[EXERCISE DESCRIPTION]:
Copy each line of the records that includes "struct".
━━━━━━━━
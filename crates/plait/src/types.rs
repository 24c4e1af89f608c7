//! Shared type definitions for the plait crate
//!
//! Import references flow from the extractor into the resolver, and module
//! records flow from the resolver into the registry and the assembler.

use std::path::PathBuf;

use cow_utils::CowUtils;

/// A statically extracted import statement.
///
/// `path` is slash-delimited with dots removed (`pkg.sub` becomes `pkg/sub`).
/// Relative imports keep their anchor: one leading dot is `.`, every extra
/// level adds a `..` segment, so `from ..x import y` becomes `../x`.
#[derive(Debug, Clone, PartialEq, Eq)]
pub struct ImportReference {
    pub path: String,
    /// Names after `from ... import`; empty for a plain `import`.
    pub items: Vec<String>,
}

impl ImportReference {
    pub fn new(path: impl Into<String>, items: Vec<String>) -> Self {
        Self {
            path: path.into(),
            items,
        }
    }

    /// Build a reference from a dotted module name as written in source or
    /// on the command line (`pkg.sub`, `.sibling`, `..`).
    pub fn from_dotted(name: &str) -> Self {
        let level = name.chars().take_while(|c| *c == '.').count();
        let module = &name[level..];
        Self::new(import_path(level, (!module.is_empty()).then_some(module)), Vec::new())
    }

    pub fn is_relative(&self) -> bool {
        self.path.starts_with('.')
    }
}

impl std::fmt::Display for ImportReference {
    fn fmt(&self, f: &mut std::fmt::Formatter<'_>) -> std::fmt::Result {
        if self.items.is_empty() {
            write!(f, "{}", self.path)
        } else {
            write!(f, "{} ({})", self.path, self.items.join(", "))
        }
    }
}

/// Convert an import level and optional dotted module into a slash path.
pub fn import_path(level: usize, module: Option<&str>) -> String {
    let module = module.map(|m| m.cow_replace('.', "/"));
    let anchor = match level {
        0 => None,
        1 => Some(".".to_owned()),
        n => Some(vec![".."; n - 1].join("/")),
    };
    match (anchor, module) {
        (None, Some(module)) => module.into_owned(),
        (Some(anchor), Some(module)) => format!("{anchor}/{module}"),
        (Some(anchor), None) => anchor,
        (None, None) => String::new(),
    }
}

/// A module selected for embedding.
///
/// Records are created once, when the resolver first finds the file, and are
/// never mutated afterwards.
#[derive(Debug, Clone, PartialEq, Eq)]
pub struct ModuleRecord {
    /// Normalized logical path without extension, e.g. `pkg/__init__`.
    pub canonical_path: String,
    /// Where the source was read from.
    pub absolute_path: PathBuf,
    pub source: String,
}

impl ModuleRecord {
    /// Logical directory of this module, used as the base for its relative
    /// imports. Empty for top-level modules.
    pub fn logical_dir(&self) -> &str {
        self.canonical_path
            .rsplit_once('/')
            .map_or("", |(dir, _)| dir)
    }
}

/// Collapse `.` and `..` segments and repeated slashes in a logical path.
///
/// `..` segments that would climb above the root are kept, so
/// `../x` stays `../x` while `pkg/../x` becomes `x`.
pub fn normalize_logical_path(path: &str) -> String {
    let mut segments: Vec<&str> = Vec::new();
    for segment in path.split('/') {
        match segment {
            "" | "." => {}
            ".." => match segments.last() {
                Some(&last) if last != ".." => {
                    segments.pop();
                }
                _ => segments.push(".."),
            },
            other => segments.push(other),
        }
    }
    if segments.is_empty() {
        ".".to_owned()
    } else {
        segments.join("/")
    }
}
━━━━━━━━
[RESULT FOR THIS TASK]:
pub struct ImportReference {
pub struct ModuleRecord {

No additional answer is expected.